*What you need to do:* The required result is each line of the entries below containing the string "SetRequestIdLayer".

START Records for processing

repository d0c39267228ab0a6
use axum::http::{HeaderName, HeaderValue, StatusCode};
use axum_test::TestServer;
use sea_orm::{DatabaseBackend, DatabaseConnection, MockDatabase};
use serde_json::{Value, json};

use foodgram_core::config::Config;
use foodgram_recipes::config::RecipesConfig;
use foodgram_recipes::router::build_router;
use foodgram_recipes::state::AppState;
use foodgram_recipes_schema::users;
use foodgram_testing::auth::MockAuth;

fn server_with(db: DatabaseConnection) -> TestServer {
    let config = RecipesConfig::from_iter([(
        "DATABASE_URL".to_owned(),
        "postgres://localhost/foodgram".to_owned(),
    )])
    .unwrap();
    let state = AppState::new(db, &config);
    TestServer::new(build_router(state)).unwrap()
}

/// Server over a disconnected database: only paths that never reach it succeed.
fn server() -> TestServer {
    server_with(DatabaseConnection::Disconnected)
}

fn with_identity(request: axum_test::TestRequest, auth: MockAuth) -> axum_test::TestRequest {
    auth.header_pairs()
        .into_iter()
        .fold(request, |request, (name, value)| request.add_header(name, value))
}

#[tokio::test]
async fn should_answer_liveness_check() {
    server().get("/healthz").await.assert_status_ok();
}

#[tokio::test]
async fn should_report_not_ready_without_database() {
    server()
        .get("/readyz")
        .await
        .assert_status(StatusCode::SERVICE_UNAVAILABLE);
}

#[tokio::test]
async fn should_require_identity_for_protected_routes() {
    let server = server();
    for path in [
        "/api/users/me",
        "/api/users/subscriptions",
        "/api/recipes/download_shopping_cart",
    ] {
        server
            .get(path)
            .await
            .assert_status(StatusCode::UNAUTHORIZED);
    }
    server
        .post("/api/recipes/1/favorite")
        .await
        .assert_status(StatusCode::UNAUTHORIZED);
}

#[tokio::test]
async fn should_reject_malformed_identity_on_optional_routes() {
    server()
        .get("/api/recipes")
        .add_header(
            HeaderName::from_static("x-foodgram-user-id"),
            HeaderValue::from_static("abc"),
        )
        .await
        .assert_status(StatusCode::UNAUTHORIZED);
}

#[tokio::test]
async fn should_reject_malformed_avatar_payload() {
    let server = server();
    let response = with_identity(server.put("/api/users/me/avatar"), MockAuth::user(1))
        .json(&json!({"avatar": "not-a-data-uri"}))
        .await;

    response.assert_status(StatusCode::BAD_REQUEST);
    let body: Value = response.json();
    assert_eq!(body["kind"], "INVALID_AVATAR");
}

#[tokio::test]
async fn should_reject_missing_avatar_field() {
    let server = server();
    with_identity(server.post("/api/users/me/avatar"), MockAuth::user(1))
        .json(&json!({}))
        .await
        .assert_status(StatusCode::BAD_REQUEST);
}

#[tokio::test]
async fn should_return_empty_page_for_anonymous_favorites_filter() {
    let response = server().get("/api/recipes?is_favorited=1").await;

    response.assert_status_ok();
    response.assert_json(&json!({
        "count": 0,
        "next": null,
        "previous": null,
        "results": [],
    }));
}

#[tokio::test]
async fn should_accept_repeated_tags_with_word_flags() {
    server()
        .get("/api/recipes?tags=breakfast&tags=dinner&is_in_shopping_cart=true&limit=3")
        .await
        .assert_status_ok();
}

#[tokio::test]
async fn should_reject_unknown_boolean_filter_value() {
    let response = server().get("/api/recipes?is_favorited=maybe").await;

    response.assert_status(StatusCode::BAD_REQUEST);
    let body: Value = response.json();
    assert_eq!(body["kind"], "INVALID_REQUEST");
    assert!(body["message"].as_str().is_some());
}

#[tokio::test]
async fn should_wrap_malformed_recipe_body_in_error_envelope() {
    let server = server();
    let response = with_identity(server.post("/api/recipes"), MockAuth::user(1))
        .content_type("application/json")
        .bytes("{\"name\": ".into())
        .await;

    response.assert_status(StatusCode::BAD_REQUEST);
    let body: Value = response.json();
    assert_eq!(body["kind"], "INVALID_REQUEST");
}

#[tokio::test]
async fn should_wrap_non_numeric_id_in_error_envelope() {
    let response = server().get("/api/recipes/soup").await;

    response.assert_status(StatusCode::BAD_REQUEST);
    let body: Value = response.json();
    assert_eq!(body["kind"], "INVALID_REQUEST");
}

#[tokio::test]
async fn should_return_json_not_found_for_unknown_route() {
    let response = server().get("/api/unknown").await;
    response.assert_status(StatusCode::NOT_FOUND);
    let body: Value = response.json();
    assert_eq!(body["kind"], "NOT_FOUND");
}

#[tokio::test]
async fn should_stamp_request_id_on_responses() {
    let response = server().get("/healthz").await;
    assert!(response.headers().contains_key("x-request-id"));
}

#[tokio::test]
async fn should_keep_api_prefix_in_page_links() {
    let db = MockDatabase::new(DatabaseBackend::Postgres)
        .append_query_results([[maplit::btreemap! {
            "num_items" => sea_orm::Value::BigInt(Some(3)),
        }]])
        .append_query_results([[users::Model {
            id: 2,
            email: "chef@example.com".into(),
            username: "chef".into(),
            first_name: "Chef".into(),
            last_name: "Cook".into(),
            avatar: None,
            date_joined: chrono::Utc::now(),
        }]])
        .into_connection();

    let response = server_with(db).get("/api/users?limit=1&page=2").await;

    response.assert_status_ok();
    let body: Value = response.json();
    assert_eq!(body["count"], 3);
    assert_eq!(
        body["next"],
        "http://localhost:8000/api/users?limit=1&page=3"
    );
    assert_eq!(
        body["previous"],
        "http://localhost:8000/api/users?limit=1&page=1"
    );
    assert_eq!(body["results"][0]["username"], "chef");
}
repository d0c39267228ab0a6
//! Loads catalog fixtures into the recipes database.
//!
//! ```bash
//! load-data --database-url postgres://localhost/foodgram ingredients data/ingredients.json
//! load-data tags data/tags.json
//! ```

use std::path::{Path, PathBuf};

use anyhow::{Context as _, Result};
use clap::{Parser, Subcommand};
use sea_orm::Database;
use serde::de::DeserializeOwned;
use tracing::info;

use foodgram_core::tracing::init_tracing;
use foodgram_recipes::infra::seed::{IngredientSeed, TagSeed, load_ingredients, load_tags};

#[derive(Parser)]
#[command(about = "Load ingredient and tag fixtures into the recipes database")]
struct Args {
    /// PostgreSQL connection URL
    #[arg(long, env = "DATABASE_URL")]
    database_url: String,

    #[command(subcommand)]
    command: Command,
}

#[derive(Subcommand)]
enum Command {
    /// Load a JSON array of `{name, measurement_unit}` objects
    Ingredients { path: PathBuf },
    /// Load a JSON array of `{name, color, slug}` objects
    Tags { path: PathBuf },
}

async fn read_fixture<T: DeserializeOwned>(path: &Path) -> Result<Vec<T>> {
    let raw = tokio::fs::read(path)
        .await
        .with_context(|| format!("read {}", path.display()))?;
    serde_json::from_slice(&raw).with_context(|| format!("parse {}", path.display()))
}

#[tokio::main]
async fn main() -> Result<()> {
    init_tracing("info");
    let args = Args::parse();

    let db = Database::connect(&args.database_url)
        .await
        .context("connect to database")?;

    match args.command {
        Command::Ingredients { path } => {
            let seeds: Vec<IngredientSeed> = read_fixture(&path).await?;
            let inserted = load_ingredients(&db, &seeds).await?;
            info!(total = seeds.len(), inserted, "ingredients loaded");
        }
        Command::Tags { path } => {
            let seeds: Vec<TagSeed> = read_fixture(&path).await?;
            let inserted = load_tags(&db, &seeds).await?;
            info!(total = seeds.len(), inserted, "tags loaded");
        }
    }
    Ok(())
}
use base64::{Engine as _, engine::general_purpose::STANDARD};

/// Longest accepted image subtype, e.g. `jpeg`, `webp`.
const MAX_EXTENSION_LEN: usize = 10;

/// Image payload decoded from a `data:image/<ext>;base64,<payload>` URI.
#[derive(Debug, Clone, PartialEq, Eq)]
pub struct DecodedImage {
    pub extension: String,
    pub bytes: Vec<u8>,
}

impl DecodedImage {
    /// Parse a base64 data URI. Returns `None` for any other shape, an
    /// unusable subtype, bad base64 or an empty payload.
    pub fn from_data_uri(input: &str) -> Option<Self> {
        let rest = input.trim().strip_prefix("data:image/")?;
        let (extension, payload) = rest.split_once(";base64,")?;
        if extension.is_empty()
            || extension.len() > MAX_EXTENSION_LEN
            || !extension.chars().all(|c| c.is_ascii_alphanumeric())
        {
            return None;
        }
        let bytes = STANDARD.decode(payload.trim()).ok()?;
        if bytes.is_empty() {
            return None;
        }
        Some(Self {
            extension: extension.to_ascii_lowercase(),
            bytes,
        })
    }
}
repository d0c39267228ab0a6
use foodgram_domain::pagination::PageRequest;

use crate::domain::repository::{SubscriptionRepository, UserRepository};
use crate::domain::types::SubscriptionItem;
use crate::error::RecipesServiceError;

// ── Subscribe ────────────────────────────────────────────────────────────────

pub struct SubscribeUseCase<S: SubscriptionRepository, U: UserRepository> {
    pub repo: S,
    pub users: U,
}

impl<S: SubscriptionRepository, U: UserRepository> SubscribeUseCase<S, U> {
    pub async fn execute(
        &self,
        user_id: i32,
        author_id: i32,
        recipes_limit: Option<u64>,
    ) -> Result<SubscriptionItem, RecipesServiceError> {
        if user_id == author_id {
            return Err(RecipesServiceError::SelfSubscription);
        }
        if self.users.find(author_id, None).await?.is_none() {
            return Err(RecipesServiceError::UserNotFound);
        }
        if !self.repo.add(user_id, author_id).await? {
            return Err(RecipesServiceError::SubscriptionAlreadyExists);
        }
        self.repo
            .get(user_id, author_id, recipes_limit)
            .await?
            .ok_or(RecipesServiceError::SubscriptionNotFound)
    }
}

// ── Unsubscribe ──────────────────────────────────────────────────────────────

pub struct UnsubscribeUseCase<S: SubscriptionRepository, U: UserRepository> {
    pub repo: S,
    pub users: U,
}

impl<S: SubscriptionRepository, U: UserRepository> UnsubscribeUseCase<S, U> {
    pub async fn execute(&self, user_id: i32, author_id: i32) -> Result<(), RecipesServiceError> {
        if self.users.find(author_id, None).await?.is_none() {
            return Err(RecipesServiceError::UserNotFound);
        }
        if !self.repo.remove(user_id, author_id).await? {
            return Err(RecipesServiceError::SubscriptionNotFound);
        }
        Ok(())
    }
}

// ── ListSubscriptions ────────────────────────────────────────────────────────

pub struct ListSubscriptionsUseCase<S: SubscriptionRepository> {
    pub repo: S,
}

impl<S: SubscriptionRepository> ListSubscriptionsUseCase<S> {
    pub async fn execute(
        &self,
        user_id: i32,
        page: PageRequest,
        recipes_limit: Option<u64>,
    ) -> Result<(Vec<SubscriptionItem>, u64), RecipesServiceError> {
        self.repo.list(user_id, page.clamped(), recipes_limit).await
    }
}
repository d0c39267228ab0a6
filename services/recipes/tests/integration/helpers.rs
use std::collections::HashMap;
use std::sync::{Arc, Mutex};

use chrono::Utc;

use foodgram_domain::pagination::PageRequest;
use foodgram_recipes::domain::media::DecodedImage;
use foodgram_recipes::domain::repository::{
    IngredientRepository, MediaStorage, RecipeLinkRepository, RecipeRepository,
    ShoppingListRepository, SubscriptionRepository, TagRepository, UserRepository,
};
use foodgram_recipes::domain::types::{
    Ingredient, IngredientAmount, NewUser, Recipe, RecipeDraft, RecipeIngredient, RecipePatch,
    RecipeSummary, ResolvedRecipeFilter, ShoppingListRow, SubscriptionItem, Tag, User,
    UserProfile,
};
use foodgram_recipes::error::RecipesServiceError;

/// 1x1 transparent PNG.
pub const PNG_DATA_URI: &str = "data:image/png;base64,iVBORw0KGgoAAAANSUhEUgAAAAEAAAABCAYAAAAfFcSJAAAADUlEQVR42mNkYPhfDwAChwGA60e6kgAAAABJRU5ErkJggg==";

// ── Fixtures ─────────────────────────────────────────────────────────────────

pub fn test_user(id: i32) -> User {
    User {
        id,
        email: format!("cook{id}@example.com"),
        username: format!("cook{id}"),
        first_name: "Test".to_owned(),
        last_name: format!("Cook {id}"),
        avatar: None,
    }
}

pub fn test_tag(id: i32, slug: &str) -> Tag {
    Tag {
        id,
        name: slug.to_uppercase(),
        color: format!("#00000{id}"),
        slug: slug.to_owned(),
    }
}

pub fn test_ingredient(id: i32, name: &str, unit: &str) -> Ingredient {
    Ingredient {
        id,
        name: name.to_owned(),
        measurement_unit: unit.to_owned(),
    }
}
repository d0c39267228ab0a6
use sea_orm::entity::prelude::*;

/// Recipe in a user's shopping cart.
#[derive(Clone, Debug, PartialEq, Eq, DeriveEntityModel)]
#[sea_orm(table_name = "shopping_carts")]
pub struct Model {
    #[sea_orm(primary_key, auto_increment = false)]
    pub user_id: i32,
    #[sea_orm(primary_key, auto_increment = false)]
    pub recipe_id: i32,
    pub created_at: chrono::DateTime<chrono::Utc>,
}

#[derive(Copy, Clone, Debug, EnumIter, DeriveRelation)]
pub enum Relation {
    #[sea_orm(
        belongs_to = "super::users::Entity",
        from = "Column::UserId",
        to = "super::users::Column::Id",
        on_delete = "Cascade"
    )]
    User,
    #[sea_orm(
        belongs_to = "super::recipes::Entity",
        from = "Column::RecipeId",
        to = "super::recipes::Column::Id",
        on_delete = "Cascade"
    )]
    Recipe,
}

impl Related<super::users::Entity> for Entity {
    fn to() -> RelationDef {
        Relation::User.def()
    }
}

impl Related<super::recipes::Entity> for Entity {
    fn to() -> RelationDef {
        Relation::Recipe.def()
    }
}

impl ActiveModelBehavior for ActiveModel {}
use axum::extract::State;
use serde::Serialize;

use crate::domain::types::Tag;
use crate::error::RecipesServiceError;
use crate::handlers::extract::{Json, Path};
use crate::state::AppState;
use crate::usecase::tag::{GetTagUseCase, ListTagsUseCase};

#[derive(Debug, Serialize)]
pub struct TagResponse {
    pub id: i32,
    pub name: String,
    pub color: String,
    pub slug: String,
}

impl From<Tag> for TagResponse {
    fn from(tag: Tag) -> Self {
        Self {
            id: tag.id,
            name: tag.name,
            color: tag.color,
            slug: tag.slug,
        }
    }
}

// ── GET /api/tags ────────────────────────────────────────────────────────────

pub async fn list_tags(
    State(state): State<AppState>,
) -> Result<Json<Vec<TagResponse>>, RecipesServiceError> {
    let usecase = ListTagsUseCase {
        repo: state.tag_repo(),
    };
    let tags = usecase.execute().await?;
    Ok(Json(tags.into_iter().map(TagResponse::from).collect()))
}

// ── GET /api/tags/{id} ───────────────────────────────────────────────────────

pub async fn get_tag(
    State(state): State<AppState>,
    Path(id): Path<i32>,
) -> Result<Json<TagResponse>, RecipesServiceError> {
    let usecase = GetTagUseCase {
        repo: state.tag_repo(),
    };
    Ok(Json(usecase.execute(id).await?.into()))
}
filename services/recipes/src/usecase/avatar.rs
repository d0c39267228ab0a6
use crate::domain::media::DecodedImage;
use crate::domain::repository::{MediaStorage, UserRepository};
use crate::error::RecipesServiceError;
use crate::usecase::discard_media;

const AVATAR_FOLDER: &str = "users";

// ── SetAvatar ────────────────────────────────────────────────────────────────

pub struct SetAvatarUseCase<R: UserRepository, M: MediaStorage> {
    pub repo: R,
    pub storage: M,
}

impl<R: UserRepository, M: MediaStorage> SetAvatarUseCase<R, M> {
    /// Store the avatar and return its media key.
    pub async fn execute(&self, user_id: i32, data_uri: &str) -> Result<String, RecipesServiceError> {
        let image = DecodedImage::from_data_uri(data_uri).ok_or(RecipesServiceError::InvalidAvatar)?;
        if self.repo.find(user_id, None).await?.is_none() {
            return Err(RecipesServiceError::UserNotFound);
        }
        let key = self.storage.save(AVATAR_FOLDER, &image).await?;
        let previous = match self.repo.set_avatar(user_id, Some(&key)).await {
            Ok(previous) => previous,
            Err(e) => {
                discard_media(&self.storage, Some(key)).await;
                return Err(e);
            }
        };
        discard_media(&self.storage, previous).await;
        Ok(key)
    }
}

// ── DeleteAvatar ─────────────────────────────────────────────────────────────

pub struct DeleteAvatarUseCase<R: UserRepository, M: MediaStorage> {
    pub repo: R,
    pub storage: M,
}

impl<R: UserRepository, M: MediaStorage> DeleteAvatarUseCase<R, M> {
    pub async fn execute(&self, user_id: i32) -> Result<(), RecipesServiceError> {
        if self.repo.find(user_id, None).await?.is_none() {
            return Err(RecipesServiceError::UserNotFound);
        }
        let previous = self.repo.set_avatar(user_id, None).await?;
        discard_media(&self.storage, previous).await;
        Ok(())
    }
}
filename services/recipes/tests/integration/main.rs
mod favorite_test;
mod helpers;
mod recipe_test;
mod router_test;
mod shopping_cart_test;
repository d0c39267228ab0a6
use axum::http::StatusCode;

/// Handler for `GET /healthz`: liveness check.
pub async fn healthz() -> StatusCode {
    StatusCode::OK
}
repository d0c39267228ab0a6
use axum::http::{HeaderName, HeaderValue, Request};
use tower_http::request_id::{
    MakeRequestId, PropagateRequestIdLayer, RequestId, SetRequestIdLayer,
};
use uuid::Uuid;

pub const REQUEST_ID_HEADER: &str = "x-request-id";

#[derive(Clone, Default)]
pub struct MakeUuidRequestId;

impl MakeRequestId for MakeUuidRequestId {
    fn make_request_id<B>(&mut self, _request: &Request<B>) -> Option<RequestId> {
        HeaderValue::from_str(&Uuid::new_v4().to_string())
            .ok()
            .map(RequestId::new)
    }
}

/// Build the request-id layer. Apply with `.layer(request_id_layer())` in router.
pub fn request_id_layer() -> SetRequestIdLayer<MakeUuidRequestId> {
    SetRequestIdLayer::new(HeaderName::from_static(REQUEST_ID_HEADER), MakeUuidRequestId)
}

/// Copy the request id onto the response.
pub fn propagate_request_id_layer() -> PropagateRequestIdLayer {
    PropagateRequestIdLayer::new(HeaderName::from_static(REQUEST_ID_HEADER))
}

END Records for processing

*Answer to the problem:*
    MakeRequestId, PropagateRequestIdLayer, RequestId, SetRequestIdLayer,
pub fn request_id_layer() -> SetRequestIdLayer<MakeUuidRequestId> {
    SetRequestIdLayer::new(HeaderName::from_static(REQUEST_ID_HEADER), MakeUuidRequestId)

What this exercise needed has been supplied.